Dans le dictionnaire, la définition en langage criminel de « barbecue » n’existe pas. S’il fallait l’inventer, elle stipulerait: n.m. Homicide par balle suivi de l’incendie du corps de la victime dans un véhicule.

Lundi soir, peu avant minuit, le corps carbonisé d’un jeune homme a été découvert aux Pennes-Mirabeau, au nord de Marseille. Le cadavre de la victime, âgée d’une vingtaine d’années, avait été aspergé d’un liquide inflammable. Même si aucune trace de balle n’a été retrouvée à cette heure, les enquêteurs ont exclu la thèse d’un suicide. Selon une source proche de l’enquête, la victime portait une plaie à la tempe.

En mai dernier, c’est Sabri, 24 ans, originaire de Marignane, qui avait fait les frais de ce mode opératoire. Son cadavre carbonisé avait été découvert dans la nuit du 15 au 16 dans une voiture, elle aussi brûlée, à Septèmes-les-Vallons, au Nord de Marseille.
Un scénario toujours identique, selon David-Olivier Reverdy, secrétaire adjoint du syndicat de police Alliance pour la zone méditerranée.

« Dans un premier temps, on tue la victime d’une balle logée dans la tête. Soit l’individu a été exécuté dans sa voiture, soit on déplace son corps dans un véhicule que l’on brûle avec de l’essence. Le plastique et le nylon s’enflammant très vite.
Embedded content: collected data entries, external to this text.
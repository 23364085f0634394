//! Command line tests

use std::io::Cursor;
use std::path::Path;

use assert_cmd::Command;
use predicates::prelude::*;
use tempfile::TempDir;

fn write_jpeg(path: &Path, width: u32, height: u32) {
    let img = image::RgbImage::from_fn(width, height, |x, y| image::Rgb([x as u8, y as u8, 100]));
    let mut out = Cursor::new(Vec::new());
    image::DynamicImage::ImageRgb8(img)
        .write_to(&mut out, image::ImageOutputFormat::Jpeg(90))
        .unwrap();
    std::fs::write(path, out.into_inner()).unwrap();
}

/// The binary, run from `dir` so no stray config file is picked up
fn fastpipe(dir: &Path) -> Command {
    let mut cmd = Command::cargo_bin("fastpipe").unwrap();
    cmd.current_dir(dir)
        .env_remove("FASTPIPE_CONFIG")
        .env_remove("FASTPIPE_THREADS")
        .env_remove("FASTPIPE_MAX_PIXELS");
    cmd
}

#[test]
fn test_help() {
    let dir = TempDir::new().unwrap();
    fastpipe(dir.path())
        .arg("--help")
        .assert()
        .success()
        .stdout(predicate::str::contains("run"))
        .stdout(predicate::str::contains("batch"));
}

#[test]
fn test_profiles() {
    let dir = TempDir::new().unwrap();
    fastpipe(dir.path())
        .args(["profiles", "--detailed"])
        .assert()
        .success()
        .stdout(predicate::str::contains("thumbnail"))
        .stdout(predicate::str::contains("web"))
        .stdout(predicate::str::contains("--op resize=300x300"));
}

#[test]
fn test_run_single_file() {
    let dir = TempDir::new().unwrap();
    write_jpeg(&dir.path().join("in.jpg"), 160, 120);

    fastpipe(dir.path())
        .args(["run", "--input", "in.jpg", "--output", "out/small.png"])
        .args(["--op", "resize=64x48:fill", "--op", "greyscale", "--json"])
        .assert()
        .success()
        .stdout(predicate::str::contains("\"output_dimensions\""));

    let img = image::open(dir.path().join("out/small.png")).unwrap();
    assert_eq!((img.width(), img.height()), (64, 48));
    assert_eq!(img.color(), image::ColorType::L8);
}

#[test]
fn test_run_rejects_unsupported_option() {
    let dir = TempDir::new().unwrap();
    write_jpeg(&dir.path().join("in.jpg"), 32, 32);

    fastpipe(dir.path())
        .args(["run", "-i", "in.jpg", "-o", "out.png", "--chroma", "420"])
        .assert()
        .failure()
        .stderr(predicate::str::contains("chroma_subsampling"));
    assert!(!dir.path().join("out.png").exists());
}

#[test]
fn test_run_rejects_bad_operation() {
    let dir = TempDir::new().unwrap();
    fastpipe(dir.path())
        .args(["run", "-i", "in.jpg", "-o", "out.png", "--op", "resize=0x10"])
        .assert()
        .failure();
}

#[test]
fn test_batch_with_json_summary() {
    let dir = TempDir::new().unwrap();
    let input = dir.path().join("photos");
    std::fs::create_dir_all(input.join("nested")).unwrap();
    write_jpeg(&input.join("a.jpg"), 100, 80);
    write_jpeg(&input.join("nested/b.jpg"), 80, 100);
    std::fs::write(input.join("notes.txt"), "not an image").unwrap();

    fastpipe(dir.path())
        .args(["batch", "-i", "photos", "-o", "out", "-R", "--format", "webp"])
        .args(["--op", "resize=32x32", "--json", "--threads", "2"])
        .assert()
        .success()
        .stdout(predicate::str::contains("\"succeeded\": 2"))
        .stdout(predicate::str::contains("\"failed\": 0"));

    assert!(dir.path().join("out/a.webp").exists());
    assert!(dir.path().join("out/nested/b.webp").exists());
}

#[test]
fn test_batch_dry_run_writes_nothing() {
    let dir = TempDir::new().unwrap();
    let input = dir.path().join("photos");
    std::fs::create_dir_all(&input).unwrap();
    write_jpeg(&input.join("a.jpg"), 20, 20);

    fastpipe(dir.path())
        .args(["batch", "-i", "photos", "-o", "out", "--profile", "thumbnail", "--dry-run"])
        .assert()
        .success()
        .stdout(predicate::str::contains("a_thumb.webp"));
    assert!(!dir.path().join("out").exists());
}

#[test]
fn test_batch_reports_failures() {
    let dir = TempDir::new().unwrap();
    let input = dir.path().join("photos");
    std::fs::create_dir_all(&input).unwrap();
    write_jpeg(&input.join("good.jpg"), 20, 20);
    std::fs::write(input.join("bad.jpg"), b"garbage bytes").unwrap();

    fastpipe(dir.path())
        .args(["batch", "-i", "photos", "-o", "out", "--format", "png", "--json"])
        .assert()
        .failure()
        .stdout(predicate::str::contains("\"failed\": 1"))
        .stderr(predicate::str::contains("1 of 2 runs failed"));
    assert!(dir.path().join("out/good.png").exists());
}

#[test]
fn test_example_config_round_trip() {
    let dir = TempDir::new().unwrap();

    fastpipe(dir.path())
        .args(["example-config", "--output", "example.toml"])
        .assert()
        .success();
    fastpipe(dir.path())
        .args(["config", "example.toml"])
        .assert()
        .success()
        .stdout(predicate::str::contains("valid"));

    fastpipe(dir.path())
        .args(["example-config", "--yaml"])
        .assert()
        .success();
    assert!(dir.path().join("fastpipe.yaml").exists());
}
Lorsque les pompiers arrivent sur place, le corps est entièrement calciné. »

Berrhama, le « rôtisseur »

Si quelques cas ont été recensés à Grenoble, Lyon et Paris, ils restent anecdotiques par rapport à ceux répertoriés dans la cité phocéenne, et notamment dans ses quartiers Nord. « Cette méthode est née à Marseille dans les années 90 », rappelle Thierry Colombié, spécialiste du grand banditisme et de la criminalité organisée.

C’est en effet Farid Berrhama, voyou notoire de la région, surnommé le « rôtisseur », qui, le premier brûla l’un de ses concurrents sur le marché des machines à sous, autour de l’étang de Berre. Depuis, le malfrat a été lui aussi assassiné mais sa méthode est restée.
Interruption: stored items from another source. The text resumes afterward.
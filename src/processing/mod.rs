//! Pipeline orchestration: decode, geometric and filter operations, encode, sink

use std::fs;
use std::io::Write;
use std::path::{Path, PathBuf};
use std::sync::atomic::{AtomicBool, Ordering};
use std::sync::Arc;
use std::time::{Duration, Instant};
use serde::Serialize;
use tracing::debug;

use crate::config::{self, ImageFormat, Operation, PipelineSpec, RuntimeConfig};
use crate::error::{FastPipeError, Result, Stage, StageContext};

pub mod buffer;
pub mod cache;
pub mod crop;
pub mod decode;
pub mod encode;
pub mod filters;
pub mod formats;
pub mod resize;
pub mod validation;

pub use buffer::*;
pub use cache::*;
pub use decode::*;
pub use formats::*;
pub use resize::{ResizeRequest, Resampler};
pub use validation::*;

/// Where the encoded output of a run goes
#[derive(Debug, Clone, PartialEq, Eq)]
pub enum RunMode {
    /// Return the bytes only
    Buffer,
    /// Write the bytes to a file (parent directories are created) and return them
    File(PathBuf),
}

/// Cooperative cancellation, checked before every stage
#[derive(Debug, Clone, Default)]
pub struct CancelFlag(Arc<AtomicBool>);

impl CancelFlag {
    pub fn new() -> Self {
        Self::default()
    }

    pub fn cancel(&self) {
        self.0.store(true, Ordering::SeqCst);
    }

    pub fn is_cancelled(&self) -> bool {
        self.0.load(Ordering::SeqCst)
    }
}

/// Wall time spent in each stage of one run
#[derive(Debug, Clone, Copy, Default, PartialEq, Serialize)]
pub struct StageTimings {
    pub decode: Duration,
    pub geometric: Duration,
    pub filter: Duration,
    pub encode: Duration,
    pub sink: Duration,
}

impl StageTimings {
    fn record(&mut self, stage: Stage, elapsed: Duration) {
        match stage {
            Stage::Decode => self.decode += elapsed,
            Stage::Geometric => self.geometric += elapsed,
            Stage::Filter => self.filter += elapsed,
            Stage::Encode => self.encode += elapsed,
            Stage::Sink => self.sink += elapsed,
        }
    }

    pub fn total(&self) -> Duration {
        self.decode + self.geometric + self.filter + self.encode + self.sink
    }
}

/// Everything a run produced
#[derive(Debug, Clone)]
pub struct RunOutput {
    pub bytes: Vec<u8>,
    pub input_format: ImageFormat,
    pub output_format: ImageFormat,
    pub input_dimensions: (u32, u32),
    pub output_dimensions: (u32, u32),
    pub timings: StageTimings,
    pub cache_hit: bool,
}

impl RunOutput {
    /// Output pixels per second of total run time
    pub fn pixels_per_second(&self) -> f64 {
        let total = self.timings.total();
        if total.is_zero() {
            return 0.0;
        }
        let (w, h) = self.output_dimensions;
        (w as u64 * h as u64) as f64 / total.as_secs_f64()
    }
}

/// Executes pipeline specs. A pipeline holds a snapshot of the runtime
/// settings and its decode cache; it can be shared between threads.
pub struct Pipeline {
    runtime: RuntimeConfig,
    decoder: Decoder,
    cache: Option<DecodeCache>,
    cancel: Option<CancelFlag>,
}

impl Pipeline {
    /// Create a pipeline using the process-wide runtime settings
    pub fn new() -> Self {
        Self::with_runtime(config::runtime().clone())
    }

    /// Create a pipeline with explicit runtime settings
    pub fn with_runtime(runtime: RuntimeConfig) -> Self {
        let cache = runtime
            .cache
            .then(|| DecodeCache::new(runtime.cache_items, runtime.cache_memory));
        Self {
            decoder: Decoder::new(runtime.max_pixels),
            runtime,
            cache,
            cancel: None,
        }
    }

    /// Attach a cancel flag checked before every stage
    pub fn with_cancel_flag(mut self, flag: CancelFlag) -> Self {
        self.cancel = Some(flag);
        self
    }

    pub fn runtime(&self) -> &RuntimeConfig {
        &self.runtime
    }

    /// The decode cache, when caching is enabled
    pub fn cache(&self) -> Option<&DecodeCache> {
        self.cache.as_ref()
    }

    /// Run `spec` on `input`, returning the encoded bytes
    pub fn run(
        &self,
        input: impl Into<Source>,
        spec: &PipelineSpec,
        mode: RunMode,
    ) -> Result<Vec<u8>> {
        self.execute(&input.into(), spec, &mode).map(|output| output.bytes)
    }

    /// Run `spec` on the image stored at `path`
    pub fn run_file<P: AsRef<Path>>(
        &self,
        path: P,
        spec: &PipelineSpec,
        mode: RunMode,
    ) -> Result<Vec<u8>> {
        self.run(path.as_ref(), spec, mode)
    }

    /// Run `spec` on `input` and stream the encoded bytes into `writer`
    pub fn run_to_writer<W: Write>(
        &self,
        input: impl Into<Source>,
        spec: &PipelineSpec,
        writer: &mut W,
    ) -> Result<RunOutput> {
        let mut output = self.execute(&input.into(), spec, &RunMode::Buffer)?;

        check_cancelled(self.cancel.as_ref(), Stage::Sink)?;
        let started = Instant::now();
        writer
            .write_all(&output.bytes)
            .and_then(|_| writer.flush())
            .in_stage(Stage::Sink)?;
        output.timings.record(Stage::Sink, started.elapsed());

        Ok(output)
    }

    /// Run `spec` on `source`, returning bytes plus run details
    pub fn execute(
        &self,
        source: &Source,
        spec: &PipelineSpec,
        mode: &RunMode,
    ) -> Result<RunOutput> {
        self.execute_with(source, spec, mode, self.cancel.as_ref())
    }

    /// Like [`Pipeline::execute`], but checks `cancel` instead of the flag
    /// attached to the pipeline
    pub fn execute_cancellable(
        &self,
        source: &Source,
        spec: &PipelineSpec,
        mode: &RunMode,
        cancel: &CancelFlag,
    ) -> Result<RunOutput> {
        self.execute_with(source, spec, mode, Some(cancel))
    }

    fn execute_with(
        &self,
        source: &Source,
        spec: &PipelineSpec,
        mode: &RunMode,
        cancel: Option<&CancelFlag>,
    ) -> Result<RunOutput> {
        check_cancelled(cancel, Stage::Decode)?;

        // Everything that can be rejected without pixels is rejected up front
        spec.validate()?;

        let mut timings = StageTimings::default();
        let started = Instant::now();
        let (decoded, cache_hit) = self.decode(source, spec).in_stage(Stage::Decode)?;
        timings.record(Stage::Decode, started.elapsed());

        let input_format = decoded.format;
        let input_dimensions = (decoded.buffer.width(), decoded.buffer.height());
        let mut buffer = decoded.buffer;

        for operation in &spec.operations {
            let stage = operation.stage();
            check_cancelled(cancel, stage)?;
            let started = Instant::now();
            buffer = self.apply(&buffer, operation).in_stage(stage)?;
            timings.record(stage, started.elapsed());
            debug!(
                "Applied {} -> {}x{}",
                operation,
                buffer.width(),
                buffer.height()
            );
        }

        check_cancelled(cancel, Stage::Encode)?;
        let started = Instant::now();
        let bytes = encode::encode(&buffer, spec.format, &spec.encode).in_stage(Stage::Encode)?;
        timings.record(Stage::Encode, started.elapsed());

        if let RunMode::File(path) = mode {
            check_cancelled(cancel, Stage::Sink)?;
            let started = Instant::now();
            write_output(path, &bytes).in_stage(Stage::Sink)?;
            timings.record(Stage::Sink, started.elapsed());
        }

        debug!(
            "Run complete: {} {}x{} -> {} {}x{} in {:?}",
            input_format,
            input_dimensions.0,
            input_dimensions.1,
            spec.format,
            buffer.width(),
            buffer.height(),
            timings.total()
        );

        Ok(RunOutput {
            bytes,
            input_format,
            output_format: spec.format,
            input_dimensions,
            output_dimensions: (buffer.width(), buffer.height()),
            timings,
            cache_hit,
        })
    }

    fn decode(&self, source: &Source, spec: &PipelineSpec) -> Result<(Decoded, bool)> {
        if spec.decode.sequential_read {
            return Ok((self.decoder.decode_source(source, true)?, false));
        }

        let loaded = self.decoder.load(source)?;
        let Some(cache) = &self.cache else {
            return Ok((self.decoder.decode_bytes(&loaded)?, false));
        };

        if let Some(decoded) = cache.get(&loaded) {
            return Ok((decoded, true));
        }
        let decoded = self.decoder.decode_bytes(&loaded)?;
        cache.insert(&loaded, &decoded);
        Ok((decoded, false))
    }

    fn apply(&self, buffer: &PixelBuffer, operation: &Operation) -> Result<PixelBuffer> {
        let max_pixels = self.runtime.max_pixels;
        let simd = self.runtime.simd;

        match operation {
            Operation::Resize {
                width,
                height,
                fit,
                position,
                kernel,
                background,
            } => resize::resize(
                buffer,
                &ResizeRequest {
                    width: *width,
                    height: *height,
                    fit: *fit,
                    position: *position,
                    kernel: *kernel,
                    background: *background,
                },
                max_pixels,
            ),
            Operation::Rotate { angle, background } => {
                resize::rotate(buffer, *angle, *background, max_pixels)
            }
            Operation::Extract {
                left,
                top,
                width,
                height,
            } => resize::extract(buffer, *left, *top, *width, *height),
            Operation::Flip => resize::flip(buffer),
            Operation::Flop => resize::flop(buffer),
            Operation::Sharpen { sigma, flat, jagged } => {
                filters::sharpen(buffer, *sigma, *flat, *jagged)
            }
            Operation::Blur { sigma } => filters::blur(buffer, *sigma),
            Operation::Gamma { value } => filters::gamma(buffer, *value, simd),
            Operation::Normalize => filters::normalize(buffer, simd),
            Operation::Greyscale => filters::greyscale(buffer),
        }
    }
}

impl Default for Pipeline {
    fn default() -> Self {
        Self::new()
    }
}

fn check_cancelled(cancel: Option<&CancelFlag>, stage: Stage) -> Result<()> {
    match cancel {
        Some(flag) if flag.is_cancelled() => Err(FastPipeError::Cancelled { stage }),
        _ => Ok(()),
    }
}

/// Write through a temporary sibling so a failed write leaves no partial file
fn write_output(path: &Path, bytes: &[u8]) -> Result<()> {
    if let Some(parent) = path.parent().filter(|p| !p.as_os_str().is_empty()) {
        fs::create_dir_all(parent)?;
    }

    let mut temp_name = path.file_name().unwrap_or_default().to_os_string();
    temp_name.push(".partial");
    let temp_path = path.with_file_name(temp_name);

    let written = fs::write(&temp_path, bytes).and_then(|_| fs::rename(&temp_path, path));
    if written.is_err() {
        let _ = fs::remove_file(&temp_path);
    }
    written?;

    debug!("Wrote {} bytes to {:?}", bytes.len(), path);
    Ok(())
}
Méthode efficace et dissuasive

« On brûle parce que malheureusement c’est efficace, commente à son tour le sociologue Laurent Mucchielli directeur de l’Observatoire Régional de la délinquance pour la région PACA. Avant on jetait les corps dans des ravins ou dans des points d’eau, aujourd’hui, face à l’amélioration des techniques de la police judiciaire, on les fait brûler pour faire disparaître les preuves. »

Cette méthode ralentit en effet l’identification et rend plus difficile les investigations. « La mise à nue de la victime nécessite, dans ces cas là, un relevé dentaire, ce qui est complexe et prend du temps », souligne Thierry Colombié. Le « barbecue » sert également de « méthode de dissuasion », analyse David-Olivier Reverdy. « Le voyou montre ainsi au clan adverse sa cruauté et sa puissance. »
Reste à identifier la victime et les « rôtisseurs ». Le parquet d’Aix-en-Provence a confié les investigations à la brigade criminelle de la police judiciaire déjà en charge de plusieurs réglements de comptes à Marseille et dans sa région.